- Problem to work on:
Would you write out, exactly as they stand, all lines from the one containing "let v = if is_sensitive_query_key(&k)" through the end of the listing below, and only those?

- Extracted entries:
::::::
//! Secret masking for logs, errors and canonical output

use std::fmt;

use reqwest::header::HeaderMap;
use url::Url;

pub const REDACTED: &str = "[redacted]";

const SENSITIVE_HEADERS: &[&str] = &[
    "authorization",
    "proxy-authorization",
    "cookie",
    "set-cookie",
    "x-api-key",
    "api-key",
    "x-auth-token",
    "x-csrf-token",
];

const SENSITIVE_FRAGMENTS: &[&str] = &["token", "secret", "password", "apikey", "api-key", "session"];

const SENSITIVE_QUERY_KEYS: &[&str] = &[
    "access_token",
    "api_key",
    "apikey",
    "auth",
    "key",
    "password",
    "secret",
    "sig",
    "signature",
    "token",
];

/// A string that never appears in `Debug` or `Display` output.
#[derive(Clone, PartialEq, Eq, Hash)]
pub struct Secret(String);

impl Secret {
    pub fn new(value: impl Into<String>) -> Self {
        Self(value.into())
    }

    pub fn expose(&self) -> &str {
        &self.0
    }
}

impl fmt::Debug for Secret {
    fn fmt(&self, f: &mut fmt::Formatter<'_>) -> fmt::Result {
        f.write_str(REDACTED)
    }
}

impl fmt::Display for Secret {
    fn fmt(&self, f: &mut fmt::Formatter<'_>) -> fmt::Result {
        f.write_str(REDACTED)
    }
}

pub fn is_sensitive_header(name: &str) -> bool {
    let name = name.to_ascii_lowercase();
    SENSITIVE_HEADERS.contains(&name.as_str())
        || SENSITIVE_FRAGMENTS.iter().any(|f| name.contains(f))
}

fn is_sensitive_query_key(key: &str) -> bool {
    let key = key.to_ascii_lowercase();
    SENSITIVE_QUERY_KEYS.contains(&key.as_str())
        || SENSITIVE_FRAGMENTS.iter().any(|f| key.contains(f))
}

/// Header pairs with sensitive values masked.
pub fn redact_headers(headers: &HeaderMap) -> Vec<(String, String)> {
    headers
        .iter()
        .map(|(name, value)| {
            let shown = if is_sensitive_header(name.as_str()) {
                REDACTED.to_string()
            } else {
                String::from_utf8_lossy(value.as_bytes()).into_owned()
            };
            (name.as_str().to_string(), shown)
        })
        .collect()
}

/// A URL safe to log: the password and sensitive query values are masked.
pub fn sanitize_url(raw: &str) -> String {
    match Url::parse(raw) {
        Ok(url) => sanitize(&url),
        Err(_) => match raw.split_once(['?', '@']) {
            Some(_) => REDACTED.to_string(),
            None => raw.to_string(),
        },
    }
}

pub fn sanitize(url: &Url) -> String {
    let mut clean = url.clone();
    if clean.password().is_some() {
        let _ = clean.set_password(Some(REDACTED));
    }
    if clean.query().is_some() {
        let pairs: Vec<(String, String)> = url
            .query_pairs()
            .map(|(k, v)| {
                let v = if is_sensitive_query_key(&k) {
                    REDACTED.to_string()
                } else {
                    v.into_owned()
                };
                (k.into_owned(), v)
            })
            .collect();
        clean.query_pairs_mut().clear().extend_pairs(pairs);
    }
    clean.to_string()
}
::::::
- Written answer:
                let v = if is_sensitive_query_key(&k) {
                    REDACTED.to_string()
                } else {
                    v.into_owned()
                };
                (k.into_owned(), v)
            })
            .collect();
        clean.query_pairs_mut().clear().extend_pairs(pairs);
    }
    clean.to_string()
}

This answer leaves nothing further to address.